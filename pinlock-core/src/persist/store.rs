//! Load and save of the security record

use pinlock_hal::{ByteStorage, StorageError, Tick};

use super::layout::*;
use super::value::StorageExt;
use crate::security::SecurityState;

/// Persistence errors
#[derive(Debug, Clone, Copy, PartialEq, Eq)]
#[cfg_attr(feature = "defmt", derive(defmt::Format))]
pub enum PersistError {
    /// Backing storage failed
    Storage(StorageError),
    /// Region is smaller than [`MIN_REGION_SIZE`]
    RegionTooSmall,
}

impl From<StorageError> for PersistError {
    fn from(e: StorageError) -> Self {
        PersistError::Storage(e)
    }
}

/// Which fields were found corrupt and reset during [`SecurityStore::load`]
#[derive(Debug, Clone, Copy, PartialEq, Eq, Default)]
#[cfg_attr(feature = "defmt", derive(defmt::Format))]
pub struct LoadReport {
    /// Attempt counter was erased or above the limit
    pub attempts_reset: bool,
    /// Lockout start tick was erased or in the future
    pub lockout_reset: bool,
    /// Diagnostic flag as found; never used to decide anything
    pub stored_lockout_flag: bool,
}

impl LoadReport {
    /// Whether any field had to be reset
    pub fn any_reset(&self) -> bool {
        self.attempts_reset || self.lockout_reset
    }
}

/// Security record on top of a [`ByteStorage`] region
pub struct SecurityStore<S> {
    storage: S,
}

impl<S: ByteStorage> SecurityStore<S> {
    /// Wrap a storage region
    pub fn new(storage: S) -> Result<Self, PersistError> {
        if storage.capacity() < MIN_REGION_SIZE {
            return Err(PersistError::RegionTooSmall);
        }
        Ok(Self { storage })
    }

    /// Read the record, resetting corrupt fields
    ///
    /// - an attempt count of 0xFF or above `max_attempts` becomes 0
    /// - a start tick of 0xFFFFFFFF or later than `now + lockout_duration_ms`
    ///   becomes 0, and the attempt count with it
    ///
    /// The diagnostic lockout flag is reported but not trusted; the returned
    /// state always starts unlocked until the policy evaluates it.
    pub fn load(
        &self,
        now: Tick,
        max_attempts: u8,
        lockout_duration_ms: u32,
    ) -> Result<(SecurityState, LoadReport), PersistError> {
        let mut report = LoadReport::default();

        let mut failed_attempts: u8 = self.storage.get(FAILED_ATTEMPTS)?;
        if failed_attempts == ERASED_U8 || failed_attempts > max_attempts {
            failed_attempts = 0;
            report.attempts_reset = true;
        }

        let mut lockout_start_ticks: u32 = self.storage.get(LOCKOUT_START_TICKS)?;
        let latest_valid = u64::from(now) + u64::from(lockout_duration_ms);
        if lockout_start_ticks == ERASED_U32 || u64::from(lockout_start_ticks) > latest_valid {
            lockout_start_ticks = 0;
            failed_attempts = 0;
            report.lockout_reset = true;
        }

        let flag: u8 = self.storage.get(LOCKOUT_ACTIVE_FLAG)?;
        report.stored_lockout_flag = flag == 1;

        let state = SecurityState {
            failed_attempts,
            lockout_start_ticks,
            lockout_real_start_s: self.lockout_timestamp()?,
            locked: false,
        };
        Ok((state, report))
    }

    /// The seconds-since-boot lockout record, if one is present
    ///
    /// Absent when either the record or its boot tick reads as erased, or
    /// when the record is 0.
    pub fn lockout_timestamp(&self) -> Result<Option<u32>, PersistError> {
        let real_start: u32 = self.storage.get(LOCKOUT_REAL_START_S)?;
        let boot: u32 = self.storage.get(BOOT_TIMESTAMP)?;
        if real_start == ERASED_U32 || boot == ERASED_U32 || real_start == 0 {
            Ok(None)
        } else {
            Ok(Some(real_start))
        }
    }

    /// Write attempts, start tick and diagnostic flag, then commit
    pub fn save_state(&mut self, state: &SecurityState) -> Result<(), PersistError> {
        self.storage.put(FAILED_ATTEMPTS, state.failed_attempts)?;
        self.storage.put(LOCKOUT_START_TICKS, state.lockout_start_ticks)?;
        self.storage.put(LOCKOUT_ACTIVE_FLAG, u8::from(state.locked))?;
        self.storage.commit()?;
        Ok(())
    }

    /// Write the seconds-since-boot record and the boot tick, then commit
    pub fn save_lockout_timestamp(&mut self, real_start_s: u32, boot_tick: Tick) -> Result<(), PersistError> {
        self.storage.put(LOCKOUT_REAL_START_S, real_start_s)?;
        self.storage.put(BOOT_TIMESTAMP, boot_tick)?;
        self.storage.commit()?;
        Ok(())
    }

    /// Mark the seconds-since-boot record as not recorded
    ///
    /// Not committed on its own; the following [`save_state`](Self::save_state)
    /// commits it.
    pub fn clear_lockout_timestamp(&mut self) -> Result<(), PersistError> {
        self.storage.put(LOCKOUT_REAL_START_S, ERASED_U32)?;
        Ok(())
    }

    pub fn storage(&self) -> &S {
        &self.storage
    }

    pub fn storage_mut(&mut self) -> &mut S {
        &mut self.storage
    }

    pub fn into_inner(self) -> S {
        self.storage
    }
}
//! Lockout policy
//!
//! Stateless rules over a [`SecurityState`]. Every mutation that matters
//! after a reboot is written through the [`SecurityStore`] before the call
//! returns. Storage failures are logged and otherwise ignored: the
//! in-memory state stays authoritative for the rest of the session.

use pinlock_hal::{ByteStorage, Tick};

use super::elapsed::resolve_lockout_elapsed_ms;
use super::state::SecurityState;
use crate::config::LockConfig;
use crate::persist::SecurityStore;
use crate::pin::Pin;
use crate::time::ElapsedTimeSource;

/// Outcome of a lockout evaluation
#[derive(Debug, Clone, Copy, PartialEq, Eq)]
#[cfg_attr(feature = "defmt", derive(defmt::Format))]
pub enum LockStatus {
    /// PIN entry allowed
    Unlocked,
    /// Lockout in force
    Locked {
        /// Time until the lockout ends (ms)
        remaining_ms: u32,
    },
}

impl LockStatus {
    pub fn is_locked(&self) -> bool {
        matches!(self, LockStatus::Locked { .. })
    }
}

/// Outcome of a PIN verification
#[derive(Debug, Clone, Copy, PartialEq, Eq)]
#[cfg_attr(feature = "defmt", derive(defmt::Format))]
pub enum VerifyOutcome {
    /// PIN matched
    Granted,
    /// PIN did not match, attempts remain
    Denied {
        /// Attempts left before a lockout
        attempts_left: u8,
    },
    /// No attempts left: this attempt started a lockout, or one was already
    /// in force and the PIN was not checked
    LockedOut,
}

/// Lockout rules
#[derive(Debug, Clone, Copy)]
#[cfg_attr(feature = "defmt", derive(defmt::Format))]
pub struct LockoutPolicy {
    pin: Pin,
    max_attempts: u8,
    lockout_duration_ms: u32,
    time: ElapsedTimeSource,
}

impl LockoutPolicy {
    pub fn new(config: &LockConfig, time: ElapsedTimeSource) -> Self {
        Self {
            pin: config.pin,
            max_attempts: config.max_attempts,
            lockout_duration_ms: config.lockout_duration_ms,
            time,
        }
    }

    pub fn max_attempts(&self) -> u8 {
        self.max_attempts
    }

    pub fn lockout_duration_ms(&self) -> u32 {
        self.lockout_duration_ms
    }

    pub fn time(&self) -> &ElapsedTimeSource {
        &self.time
    }

    /// Decide whether a lockout is in force at `now`
    ///
    /// Called at boot and on every tick while locked. Repeated calls at the
    /// same `now` leave state and storage unchanged after the first.
    pub fn evaluate_lockout<S: ByteStorage>(
        &self,
        state: &mut SecurityState,
        store: &mut SecurityStore<S>,
        now: Tick,
    ) -> LockStatus {
        if state.failed_attempts < self.max_attempts {
            state.locked = false;
            if state.has_lockout_record() {
                debug!("Clearing stale lockout record");
                state.clear_lockout();
                self.persist_cleared(state, store);
            }
            return LockStatus::Unlocked;
        }

        if state.lockout_start_ticks == 0 {
            // Attempts exhausted but the start tick never made it to storage
            warn!("Lockout without start tick, restarting lockout");
            self.begin_lockout(state, store, now);
            return LockStatus::Locked {
                remaining_ms: self.lockout_duration_ms,
            };
        }

        let elapsed = self.lockout_elapsed_ms(state, now);
        if elapsed < self.lockout_duration_ms {
            state.locked = true;
            return LockStatus::Locked {
                remaining_ms: self.lockout_duration_ms - elapsed,
            };
        }

        info!("Lockout expired after {} ms", elapsed);
        state.failed_attempts = 0;
        state.clear_lockout();
        self.persist_cleared(state, store);
        LockStatus::Unlocked
    }

    /// Check a candidate PIN
    ///
    /// Must only be called while PIN entry is allowed. When attempts are
    /// already exhausted the candidate is not compared and nothing changes.
    pub fn verify<S: ByteStorage>(
        &self,
        state: &mut SecurityState,
        store: &mut SecurityStore<S>,
        candidate: &Pin,
        now: Tick,
    ) -> VerifyOutcome {
        if state.failed_attempts >= self.max_attempts {
            return VerifyOutcome::LockedOut;
        }

        if self.pin.matches(candidate) {
            info!("PIN accepted");
            state.failed_attempts = 0;
            state.clear_lockout();
            self.persist_cleared(state, store);
            return VerifyOutcome::Granted;
        }

        state.failed_attempts += 1;
        if state.failed_attempts >= self.max_attempts {
            warn!("PIN rejected, {} attempts used, locking out", state.failed_attempts);
            self.begin_lockout(state, store, now);
            return VerifyOutcome::LockedOut;
        }

        let attempts_left = state.attempts_left(self.max_attempts);
        info!("PIN rejected, {} attempts left", attempts_left);
        // Writes the start tick too: an erased start tick would reset the
        // counter on the next load
        if let Err(e) = store.save_state(state) {
            warn!("Failed to persist attempt counter: {}", e);
        }
        VerifyOutcome::Denied { attempts_left }
    }

    /// Milliseconds since the current lockout began
    pub fn lockout_elapsed_ms(&self, state: &SecurityState, now: Tick) -> u32 {
        resolve_lockout_elapsed_ms(
            &self.time,
            state.lockout_real_start_s,
            state.lockout_start_ticks,
            now,
        )
    }

    fn begin_lockout<S: ByteStorage>(
        &self,
        state: &mut SecurityState,
        store: &mut SecurityStore<S>,
        now: Tick,
    ) {
        // 0 marks "no lockout"
        let start = if now == 0 { 1 } else { now };
        let real_start_s = self.time.elapsed_seconds_since_boot(now);

        state.lockout_start_ticks = start;
        state.lockout_real_start_s = if real_start_s == 0 {
            None
        } else {
            Some(real_start_s)
        };
        state.locked = true;

        info!("Lockout started at tick {}", start);
        if let Err(e) = store.save_lockout_timestamp(real_start_s, self.time.boot_tick()) {
            warn!("Failed to persist lockout timestamp: {}", e);
        }
        if let Err(e) = store.save_state(state) {
            warn!("Failed to persist security state: {}", e);
        }
    }

    fn persist_cleared<S: ByteStorage>(&self, state: &SecurityState, store: &mut SecurityStore<S>) {
        if let Err(e) = store.clear_lockout_timestamp() {
            warn!("Failed to clear lockout timestamp: {}", e);
        }
        if let Err(e) = store.save_state(state) {
            warn!("Failed to persist security state: {}", e);
        }
    }
}
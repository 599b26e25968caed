//! Record reconciliation over a [`RecordClient`].
//!
//! The append path is the only place with real decision logic: repeated ACME
//! DNS-01 challenges would otherwise pile up stale TXT records under the
//! same name, hit per-name record limits, and let validators read an old
//! token. For ACME names, append converges the zone to a single canonical
//! record per `(type, name)`; ordinary multi-value names (several A records,
//! say) are left alone and always created.

use crate::cloudns::CloudnsClient;
use crate::error::{BatchError, ClientResult, ProviderError};
use crate::traits::RecordClient;
use crate::types::{Credentials, Record, compare_record_ids, normalize_zone};

/// Record-management adapter for a ClouDNS account.
///
/// Exposes four batch operations (get / append / set / delete) over a single
/// owned [`RecordClient`]. Batches are processed sequentially with no
/// internal parallelism and no retries; the first failure aborts the rest of
/// the batch. Already-applied remote mutations are not rolled back — the
/// returned [`BatchError`] carries them instead.
///
/// Concurrent calls against the same zone are not coordinated: two
/// simultaneous appends of the same ACME name can both observe an empty zone
/// and both create a record. The duplicate is removed by the next converge
/// pass.
pub struct CloudnsProvider<C = CloudnsClient> {
    client: C,
}

impl CloudnsProvider {
    /// Build a provider talking to the ClouDNS API with the given
    /// credentials. The HTTP client is constructed once and reused for
    /// every call.
    pub fn new(credentials: Credentials) -> Self {
        Self {
            client: CloudnsClient::new(credentials),
        }
    }
}

impl<C: RecordClient> CloudnsProvider<C> {
    /// Build a provider over any [`RecordClient`] implementation.
    pub fn with_client(client: C) -> Self {
        Self { client }
    }

    /// Check the stored credentials against the remote API.
    pub async fn validate_credentials(&self) -> ClientResult<bool> {
        self.client.validate_credentials().await
    }

    /// List every record in the zone, verbatim.
    pub async fn get_records(&self, zone: &str) -> Result<Vec<Record>, ProviderError> {
        let zone = normalize_zone(zone);
        self.client
            .get_records(zone)
            .await
            .map_err(ProviderError::GetRecords)
    }

    /// Add records to the zone, converging ACME challenge records instead of
    /// duplicating them.
    ///
    /// Per candidate, in input order: a name carrying the
    /// [`ACME_CHALLENGE_PREFIX`](crate::ACME_CHALLENGE_PREFIX) triggers a
    /// full zone listing; existing records with the candidate's
    /// `(type, name)` identity are reduced to the one with the smallest id
    /// (the oldest instance), the rest are deleted as stale duplicates, and
    /// the survivor is updated in place with the candidate's value and TTL.
    /// Without a match — and for every non-ACME candidate — the record is
    /// plainly created.
    ///
    /// Returns the created/updated records in candidate order.
    pub async fn append_records(
        &self,
        zone: &str,
        records: &[Record],
    ) -> Result<Vec<Record>, BatchError> {
        let zone = normalize_zone(zone);
        let mut applied = Vec::with_capacity(records.len());
        for (index, candidate) in records.iter().enumerate() {
            match self.append_one(zone, candidate).await {
                Ok(record) => applied.push(record),
                Err(source) => {
                    return Err(BatchError {
                        applied,
                        index,
                        source,
                    });
                }
            }
        }
        Ok(applied)
    }

    async fn append_one(&self, zone: &str, candidate: &Record) -> Result<Record, ProviderError> {
        if candidate.is_acme_challenge() {
            let existing = self
                .client
                .get_records(zone)
                .await
                .map_err(ProviderError::GetRecords)?;

            let mut matches: Vec<&Record> = existing
                .iter()
                .filter(|record| record.same_identity(candidate))
                .collect();
            // Survivor selection must not depend on listing order: keep the
            // smallest id, everything younger is a stale duplicate.
            matches.sort_by(|a, b| compare_record_ids(&a.id, &b.id));

            if let Some((survivor, stale)) = matches.split_first() {
                for duplicate in stale {
                    log::debug!(
                        "removing stale ACME challenge record {} ({}) in {zone}",
                        duplicate.id,
                        duplicate.name
                    );
                    self.client
                        .delete_record(zone, &duplicate.id)
                        .await
                        .map_err(ProviderError::DeleteStale)?;
                }

                log::debug!(
                    "converging ACME challenge record {} ({}) in {zone}",
                    survivor.id,
                    survivor.name
                );
                return self
                    .client
                    .update_record(
                        zone,
                        &survivor.id,
                        candidate.record_type,
                        &candidate.name,
                        &candidate.value,
                        candidate.ttl,
                    )
                    .await
                    .map_err(ProviderError::UpdateChallenge);
            }
        }

        self.client
            .add_record(
                zone,
                candidate.record_type,
                &candidate.name,
                &candidate.value,
                candidate.ttl,
            )
            .await
            .map_err(ProviderError::AddRecord)
    }

    /// Ensure each record exists exactly as given: records without an id are
    /// created, records with an id are updated in place. No ACME
    /// special-casing — callers of this path guarantee uniqueness
    /// themselves.
    pub async fn set_records(
        &self,
        zone: &str,
        records: &[Record],
    ) -> Result<Vec<Record>, BatchError> {
        let zone = normalize_zone(zone);
        let mut applied = Vec::with_capacity(records.len());
        for (index, record) in records.iter().enumerate() {
            let result = if record.id.is_empty() {
                self.client
                    .add_record(
                        zone,
                        record.record_type,
                        &record.name,
                        &record.value,
                        record.ttl,
                    )
                    .await
                    .map_err(ProviderError::AddRecord)
            } else {
                self.client
                    .update_record(
                        zone,
                        &record.id,
                        record.record_type,
                        &record.name,
                        &record.value,
                        record.ttl,
                    )
                    .await
                    .map_err(ProviderError::UpdateRecord)
            };
            match result {
                Ok(record) => applied.push(record),
                Err(source) => {
                    return Err(BatchError {
                        applied,
                        index,
                        source,
                    });
                }
            }
        }
        Ok(applied)
    }

    /// Delete each record by its id, returning the deleted records as
    /// confirmation.
    pub async fn delete_records(
        &self,
        zone: &str,
        records: &[Record],
    ) -> Result<Vec<Record>, BatchError> {
        let zone = normalize_zone(zone);
        let mut applied = Vec::with_capacity(records.len());
        for (index, record) in records.iter().enumerate() {
            match self.client.delete_record(zone, &record.id).await {
                Ok(()) => applied.push(record.clone()),
                Err(source) => {
                    return Err(BatchError {
                        applied,
                        index,
                        source: ProviderError::DeleteRecord(source),
                    });
                }
            }
        }
        Ok(applied)
    }
}
//! Shared helpers for the live integration tests.

#![allow(dead_code)]

use std::env;

use cloudns_provider::{CloudnsProvider, Credentials, Record, RecordType};

/// Skip the current test when a required environment variable is absent.
#[macro_export]
macro_rules! skip_if_no_credentials {
    ($($var:expr),+) => {
        $(
            if std::env::var($var).is_err() {
                eprintln!("skipping test: missing environment variable {}", $var);
                return;
            }
        )+
    };
}

/// Assert that a `Result` is `Ok` and unwrap it, failing the test otherwise.
#[macro_export]
macro_rules! require_ok {
    ($expr:expr $(,)?) => {{
        let res = $expr;
        assert!(res.is_ok(), "expected Ok(..), got {res:?}");
        let Ok(val) = res else {
            return;
        };
        val
    }};
    ($expr:expr, $($msg:tt)+) => {{
        let res = $expr;
        assert!(
            res.is_ok(),
            "{}: {res:?}",
            format_args!($($msg)+)
        );
        let Ok(val) = res else {
            return;
        };
        val
    }};
}

/// Generate a unique test record name.
pub fn generate_test_record_name() -> String {
    let uuid = uuid::Uuid::new_v4();
    format!("_test-{}", &uuid.to_string()[..8])
}

/// Generate a unique ACME-style challenge name.
pub fn generate_challenge_record_name() -> String {
    let uuid = uuid::Uuid::new_v4();
    format!("_acme-challenge._test-{}", &uuid.to_string()[..8])
}

/// Test context wrapping a provider and the zone under test.
pub struct TestContext {
    pub provider: CloudnsProvider,
    pub zone: String,
}

impl TestContext {
    /// Build a context from `CLOUDNS_AUTH_ID`, `CLOUDNS_AUTH_PASSWORD`,
    /// optional `CLOUDNS_SUB_AUTH_ID`, and `TEST_ZONE`.
    pub fn from_env() -> Option<Self> {
        let auth_id = env::var("CLOUDNS_AUTH_ID").ok()?;
        let auth_password = env::var("CLOUDNS_AUTH_PASSWORD").ok()?;
        let zone = env::var("TEST_ZONE").ok()?;

        let mut credentials = Credentials::new(auth_id, auth_password);
        credentials.sub_auth_id = env::var("CLOUDNS_SUB_AUTH_ID").ok();

        Some(Self {
            provider: CloudnsProvider::new(credentials),
            zone,
        })
    }

    /// Build a TXT record candidate for this zone.
    pub fn txt_candidate(&self, name: &str, value: &str) -> Record {
        Record::new(RecordType::Txt, name, value, 60)
    }

    /// Delete a batch of records, ignoring failures.
    pub async fn cleanup_records(&self, records: &[Record]) {
        let _ = self.provider.delete_records(&self.zone, records).await;
    }

    /// Find and delete every leftover test record (names containing
    /// `_test-`).
    pub async fn cleanup_all_test_records(&self) {
        if let Ok(records) = self.provider.get_records(&self.zone).await {
            let leftovers: Vec<Record> = records
                .into_iter()
                .filter(|r| r.name.contains("_test-"))
                .collect();
            let _ = self.provider.delete_records(&self.zone, &leftovers).await;
        }
    }
}
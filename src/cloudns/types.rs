//! ClouDNS API response envelopes.
//!
//! Mutation endpoints answer with a status envelope; `records.json` answers
//! with a JSON object keyed by record id, where every field value is a
//! string. An empty zone comes back as an empty JSON *array* instead of an
//! empty object, so the listing shape is an untagged union.

use std::collections::HashMap;

use serde::Deserialize;

/// Status envelope returned by mutation endpoints and `login.json`:
/// `{"status":"Success","statusDescription":"..."}`.
#[derive(Debug, Deserialize)]
pub struct StatusResponse {
    pub status: String,
    #[serde(default, rename = "statusDescription")]
    pub status_description: String,
}

impl StatusResponse {
    pub fn is_success(&self) -> bool {
        self.status == "Success"
    }
}

/// `add-record.json` response: status envelope plus the new record id.
#[derive(Debug, Deserialize)]
pub struct AddRecordResponse {
    pub status: String,
    #[serde(default, rename = "statusDescription")]
    pub status_description: String,
    pub data: Option<AddRecordData>,
}

#[derive(Debug, Deserialize)]
pub struct AddRecordData {
    pub id: u64,
}

impl AddRecordResponse {
    pub fn is_success(&self) -> bool {
        self.status == "Success"
    }
}

/// A single entry of the `records.json` listing.
#[derive(Debug, Clone, Deserialize)]
pub struct ApiRecord {
    pub id: String,
    #[serde(rename = "type")]
    pub record_type: String,
    pub host: String,
    pub record: String,
    pub ttl: String,
}

/// `records.json` success body.
#[derive(Debug, Deserialize)]
#[serde(untagged)]
pub enum RecordsResponse {
    Map(HashMap<String, ApiRecord>),
    Empty(Vec<ApiRecord>),
}

impl RecordsResponse {
    /// Flatten into a record list ordered by numeric id, so listings are
    /// deterministic regardless of JSON object iteration order.
    pub fn into_sorted(self) -> Vec<ApiRecord> {
        let mut records = match self {
            Self::Map(map) => map.into_values().collect::<Vec<_>>(),
            Self::Empty(records) => records,
        };
        records.sort_by(|a, b| crate::types::compare_record_ids(&a.id, &b.id));
        records
    }
}
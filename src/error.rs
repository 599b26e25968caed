use serde::Serialize;
use thiserror::Error;

use crate::types::Record;

/// Transport- and API-level errors produced by a [`RecordClient`](crate::RecordClient).
///
/// Variants are serializable for structured error reporting. Expected errors
/// (bad credentials, missing zone or record) should be logged at `warn`,
/// everything else at `error`; see [`is_expected`](Self::is_expected).
#[derive(Debug, Clone, Error, Serialize)]
#[serde(tag = "code")]
pub enum ClientError {
    /// A network-level failure (DNS resolution, connection refused, TLS, ...).
    #[error("network error: {detail}")]
    Network {
        /// Error details.
        detail: String,
    },

    /// The HTTP request timed out.
    #[error("request timeout: {detail}")]
    Timeout {
        /// Error details.
        detail: String,
    },

    /// The API rejected the supplied auth-id / auth-password pair.
    #[error("invalid credentials: {detail}")]
    InvalidCredentials {
        /// Original failure description from the API.
        detail: String,
    },

    /// The zone is unknown to the account.
    #[error("zone '{zone}' not found")]
    DomainNotFound {
        /// Zone name that was rejected.
        zone: String,
    },

    /// The record id does not exist in the zone.
    #[error("record '{record_id}' not found")]
    RecordNotFound {
        /// Record id that was rejected.
        record_id: String,
    },

    /// The API rate limit was hit. Surfaced to the caller as-is; this crate
    /// never retries.
    #[error("API rate limit exceeded: {detail}")]
    RateLimited {
        /// Original failure description from the API.
        detail: String,
    },

    /// The API reported a failure not covered by a more specific variant.
    #[error("API request failed: {description}")]
    Api {
        /// Raw `statusDescription` from the failure envelope.
        description: String,
    },

    /// The response body could not be parsed.
    #[error("failed to parse API response: {detail}")]
    Parse {
        /// Details about the parse failure.
        detail: String,
    },
}

impl ClientError {
    /// Whether this error is expected behavior (caller input, missing
    /// resources) rather than an operational fault, for log leveling.
    #[must_use]
    pub fn is_expected(&self) -> bool {
        matches!(
            self,
            Self::InvalidCredentials { .. }
                | Self::DomainNotFound { .. }
                | Self::RecordNotFound { .. }
        )
    }
}

/// Convenience alias for client-level results.
pub type ClientResult<T> = std::result::Result<T, ClientError>;

/// Error taxonomy by failing sub-operation, as surfaced by
/// [`CloudnsProvider`](crate::CloudnsProvider). Each variant wraps the
/// originating [`ClientError`] as its source.
#[derive(Debug, Clone, Error, Serialize)]
#[serde(tag = "op", content = "cause")]
pub enum ProviderError {
    /// The full zone listing before ACME reconciliation failed.
    #[error("failed to get existing records: {0}")]
    GetRecords(#[source] ClientError),

    /// Deleting a duplicate ACME challenge record failed.
    #[error("failed to delete stale ACME challenge records: {0}")]
    DeleteStale(#[source] ClientError),

    /// Updating the surviving ACME challenge record in place failed.
    #[error("failed to update ACME challenge record: {0}")]
    UpdateChallenge(#[source] ClientError),

    /// Plain record creation failed.
    #[error("failed to add record: {0}")]
    AddRecord(#[source] ClientError),

    /// Plain record update failed.
    #[error("failed to update record: {0}")]
    UpdateRecord(#[source] ClientError),

    /// Record deletion failed.
    #[error("failed to delete record: {0}")]
    DeleteRecord(#[source] ClientError),
}

/// A batch operation aborted at `index` after `applied` records had already
/// been committed remotely.
///
/// Batches are applied one record at a time with no rollback, so a failure
/// may leave earlier mutations in place. Instead of discarding that partial
/// progress, it is carried here: `applied` holds the records created,
/// updated or deleted before the failure, in candidate order.
#[derive(Debug, Clone, Error, Serialize)]
#[error("record {index}: {source}")]
pub struct BatchError {
    /// Records successfully applied before the failure.
    pub applied: Vec<Record>,
    /// Index of the failing record in the input batch.
    pub index: usize,
    /// The failing sub-operation and its cause.
    #[source]
    pub source: ProviderError,
}

#[cfg(test)]
mod tests {
    use super::*;

    #[test]
    fn display_network_error() {
        let e = ClientError::Network {
            detail: "connection refused".to_string(),
        };
        assert_eq!(e.to_string(), "network error: connection refused");
    }

    #[test]
    fn display_record_not_found() {
        let e = ClientError::RecordNotFound {
            record_id: "12345".to_string(),
        };
        assert_eq!(e.to_string(), "record '12345' not found");
    }

    #[test]
    fn display_domain_not_found() {
        let e = ClientError::DomainNotFound {
            zone: "example.com".to_string(),
        };
        assert_eq!(e.to_string(), "zone 'example.com' not found");
    }

    #[test]
    fn expected_variants() {
        assert!(
            ClientError::InvalidCredentials { detail: "x".into() }.is_expected()
        );
        assert!(
            ClientError::RecordNotFound {
                record_id: "1".into()
            }
            .is_expected()
        );
        assert!(!ClientError::Network { detail: "x".into() }.is_expected());
        assert!(!ClientError::Parse { detail: "x".into() }.is_expected());
    }

    #[test]
    fn provider_error_messages_name_the_sub_operation() {
        let cause = ClientError::Api {
            description: "boom".to_string(),
        };
        assert_eq!(
            ProviderError::GetRecords(cause.clone()).to_string(),
            "failed to get existing records: API request failed: boom"
        );
        assert_eq!(
            ProviderError::DeleteStale(cause.clone()).to_string(),
            "failed to delete stale ACME challenge records: API request failed: boom"
        );
        assert_eq!(
            ProviderError::UpdateChallenge(cause.clone()).to_string(),
            "failed to update ACME challenge record: API request failed: boom"
        );
        assert_eq!(
            ProviderError::AddRecord(cause.clone()).to_string(),
            "failed to add record: API request failed: boom"
        );
        assert_eq!(
            ProviderError::UpdateRecord(cause.clone()).to_string(),
            "failed to update record: API request failed: boom"
        );
        assert_eq!(
            ProviderError::DeleteRecord(cause).to_string(),
            "failed to delete record: API request failed: boom"
        );
    }

    #[test]
    fn provider_error_exposes_source() {
        use std::error::Error as _;

        let e = ProviderError::AddRecord(ClientError::Timeout {
            detail: "30s".to_string(),
        });
        let src = e.source();
        assert!(src.is_some(), "expected a source error");
        assert_eq!(
            src.map(ToString::to_string).unwrap_or_default(),
            "request timeout: 30s"
        );
    }

    #[test]
    fn batch_error_reports_index_and_cause() {
        let e = BatchError {
            applied: Vec::new(),
            index: 2,
            source: ProviderError::DeleteRecord(ClientError::RecordNotFound {
                record_id: "9".to_string(),
            }),
        };
        assert_eq!(
            e.to_string(),
            "record 2: failed to delete record: record '9' not found"
        );
    }

    #[test]
    fn client_error_serializes_with_code_tag() {
        let e = ClientError::RateLimited {
            detail: "slow down".to_string(),
        };
        let json = serde_json::to_string(&e).unwrap_or_default();
        assert!(json.contains("\"code\":\"RateLimited\""), "got: {json}");
    }
}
+ + + + + + +
Work instruction - Among the records above, find the lines where the word "HTTP" appears and copy them.

Your response -
    /// credentials. The HTTP client is constructed once and reused for
    /// The HTTP request timed out.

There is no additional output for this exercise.